In recent years, researchers have made significant progress in devising reinforcement-learning algorithms for optimizing linear temporal logic (LTL) objectives and LTL-like objectives. Despite these advancements, there are fundamental limitations to how well this problem can be solved. Previous studies have alluded to this fact but have not examined it in depth. In this paper, we address the tractability of reinforcement learning for general LTL objectives from a theoretical perspective. We formalize the problem under the probably approximately correct learning in Markov decision processes (PAC-MDP) framework, a standard framework for measuring sample complexity in reinforcement learning. In this formalization, we prove that the optimal policy for any LTL formula is PAC-MDP-learnable if and only if the formula is in the most limited class in the LTL hierarchy, consisting of formulas that are decidable within a finite horizon.

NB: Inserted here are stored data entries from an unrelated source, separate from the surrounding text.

//! Canonical text rendering.
//!
//! The canonical form is what the execution engine accepts as a condition, so the output
//! must be byte-exact. Grouping follows the tree shape: only [`Expr::Paren`] adds
//! parentheses.

use crate::{
    ast::{DataType, Expr, VarRef},
    statement::{LogPipeStatement, Query, UnnestClause},
};

/// Types with a canonical textual form.
pub trait Canonical {
    /// Appends the canonical form to `out`.
    fn render(&self, out: &mut String);

    /// Returns the canonical form as a new string.
    fn to_canonical_string(&self) -> String {
        let mut out = String::new();
        self.render(&mut out);
        out
    }
}

/// Pushes `value` wrapped in `quote`, escaping embedded quote characters.
fn push_quoted(out: &mut String, value: &str, quote: char) {
    out.push(quote);
    for ch in value.chars() {
        if ch == quote {
            out.push('\\');
        }
        out.push(ch);
    }
    out.push(quote);
}

impl Canonical for VarRef {
    fn render(&self, out: &mut String) {
        match self.data_type {
            DataType::String => {
                out.push_str(&self.name);
                out.push_str("::string");
            }
            DataType::Unknown => push_quoted(out, &self.name, '"'),
        }
    }
}

impl Canonical for Expr {
    fn render(&self, out: &mut String) {
        match self {
            Self::Binary { op, lhs, rhs } => {
                lhs.render(out);
                out.push(' ');
                out.push_str(op.symbol());
                out.push(' ');
                rhs.render(out);
            }
            Self::Paren(inner) => {
                out.push('(');
                inner.render(out);
                out.push(')');
            }
            Self::VarRef(var) => var.render(out),
            Self::StringLiteral(value) => push_quoted(out, value, '\''),
            Self::Wildcard => out.push('*'),
            Self::Call { name, args } => {
                out.push_str(name);
                out.push('(');
                for (i, arg) in args.iter().enumerate() {
                    if i > 0 {
                        out.push_str(", ");
                    }
                    arg.render(out);
                }
                out.push(')');
            }
        }
    }
}

impl Canonical for UnnestClause {
    fn render(&self, out: &mut String) {
        out.push_str("UNNEST(");
        self.parse_func().render(out);
        out.push_str(") AS(");
        out.push_str(&self.destination_columns.join(", "));
        out.push(')');
    }
}

impl Canonical for LogPipeStatement {
    fn render(&self, out: &mut String) {
        if let Some(condition) = &self.condition {
            condition.render(out);
        }
        if let Some(unnest) = &self.unnest {
            out.push('|');
            unnest.render(out);
        }
    }
}

impl Canonical for Query {
    fn render(&self, out: &mut String) {
        for (i, statement) in self.statements.iter().enumerate() {
            if i > 0 {
                out.push(';');
            }
            statement.render(out);
        }
    }
}

#[cfg(test)]
mod tests {
    use super::*;
    use crate::ast::{DEFAULT_FIELD, Op};

    fn content(value: &str) -> Expr {
        Expr::match_phrase(VarRef::string(DEFAULT_FIELD), value)
    }

    fn unnest(columns: &[&str]) -> UnnestClause {
        UnnestClause {
            source: VarRef::string("tags"),
            pattern: "([a-z]+):([a-z]+)".into(),
            destination_columns: columns.iter().map(|c| c.to_string()).collect(),
        }
    }

    #[test]
    fn typed_and_untyped_fields() {
        assert_eq!(VarRef::string("host").to_canonical_string(), "host::string");
        assert_eq!(VarRef::untyped("field").to_canonical_string(), "\"field\"");
    }

    #[test]
    fn match_phrase() {
        assert_eq!(
            content("get").to_canonical_string(),
            "content::string MATCHPHRASE 'get'"
        );
    }

    #[test]
    fn not_empty() {
        assert_eq!(
            Expr::not_empty(VarRef::string(DEFAULT_FIELD)).to_canonical_string(),
            "content::string != ''"
        );
    }

    #[test]
    fn comparisons() {
        let field = || Expr::VarRef(VarRef::untyped("field"));
        let expr = Expr::and(
            Expr::binary(Op::Gte, field(), Expr::string("10")),
            Expr::binary(Op::Lt, field(), Expr::string("100")),
        );
        assert_eq!(
            expr.to_canonical_string(),
            "\"field\" >= '10' AND \"field\" < '100'"
        );
    }

    #[test]
    fn no_implicit_parentheses() {
        let expr = Expr::and(Expr::or(content("a"), content("b")), content("c"));
        assert_eq!(
            expr.to_canonical_string(),
            "content::string MATCHPHRASE 'a' OR content::string MATCHPHRASE 'b' \
             AND content::string MATCHPHRASE 'c'"
        );
    }

    #[test]
    fn explicit_parentheses() {
        let expr = Expr::and(Expr::paren(Expr::or(content("a"), content("b"))), content("c"));
        assert_eq!(
            expr.to_canonical_string(),
            "(content::string MATCHPHRASE 'a' OR content::string MATCHPHRASE 'b') \
             AND content::string MATCHPHRASE 'c'"
        );
    }

    #[test]
    fn quotes_are_escaped() {
        assert_eq!(Expr::string("it's").to_canonical_string(), "'it\\'s'");
        assert_eq!(
            VarRef::untyped("a\"b").to_canonical_string(),
            "\"a\\\"b\""
        );
    }

    #[test]
    fn call_arguments() {
        let call = Expr::call("f", vec![Expr::string("a"), Expr::Wildcard]);
        assert_eq!(call.to_canonical_string(), "f('a', *)");
    }

    #[test]
    fn unnest_clause() {
        assert_eq!(
            unnest(&["key1", "value1"]).to_canonical_string(),
            "UNNEST(match_all(\"([a-z]+):([a-z]+)\", tags::string)) AS(key1, value1)"
        );
    }

    #[test]
    fn statement_with_condition_and_unnest() {
        let statement = LogPipeStatement {
            condition: Some(content("get")),
            unnest: Some(unnest(&["key1"])),
        };
        assert_eq!(
            statement.to_canonical_string(),
            "content::string MATCHPHRASE 'get'|UNNEST(match_all(\"([a-z]+):([a-z]+)\", \
             tags::string)) AS(key1)"
        );
    }

    #[test]
    fn statement_without_condition_has_leading_pipe() {
        let statement = LogPipeStatement::from_unnest(unnest(&["key1"]));
        assert!(statement.to_canonical_string().starts_with("|UNNEST("));
    }

    #[test]
    fn statement_without_unnest_has_no_pipe() {
        let statement = LogPipeStatement::from_condition(content("a"));
        assert_eq!(
            statement.to_canonical_string(),
            "content::string MATCHPHRASE 'a'"
        );
    }

    #[test]
    fn query_joins_statements() {
        let query = Query {
            statements: vec![
                LogPipeStatement::from_condition(content("a")),
                LogPipeStatement::from_condition(content("b")),
            ],
        };
        assert_eq!(
            query.to_canonical_string(),
            "content::string MATCHPHRASE 'a';content::string MATCHPHRASE 'b'"
        );
    }
}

Practically, our result implies that it is impossible for a reinforcement-learning algorithm to obtain a PAC-MDP guarantee on the performance of its learned policy after finitely many interactions with an unconstrained environment for LTL objectives that are not decidable within a finite horizon.

翻译：近年来,研究人员在设计优化线性时间逻辑(LTL)目标和LTL类似目标的强化学习算法方面取得了重大进展。尽管取得了这些进步,但对于这一问题的解决有多好,仍然存在着根本性的局限性。以前的研究已经提到这一事实,但没有对此进行深入的研究。在本文件中,我们从理论角度探讨通用LT目标强化学习的可感性。我们在Markov决策程序(PAC-MDP)框架(衡量强化学习的抽样复杂性的标准框架)中将问题正式化。在这个正式化中,我们证明任何LTL公式的最佳政策是PAC-MDP-leanern,如果而且只有在LTLT等级中公式属于最有限的类别,包括可在有限范围内消减的公式。实际上,我们的结果意味着,在与LTLT目标的不受限制的环境进行有限的许多互动之后,不可能获得PAC-MDP对其学习政策的绩效的保证。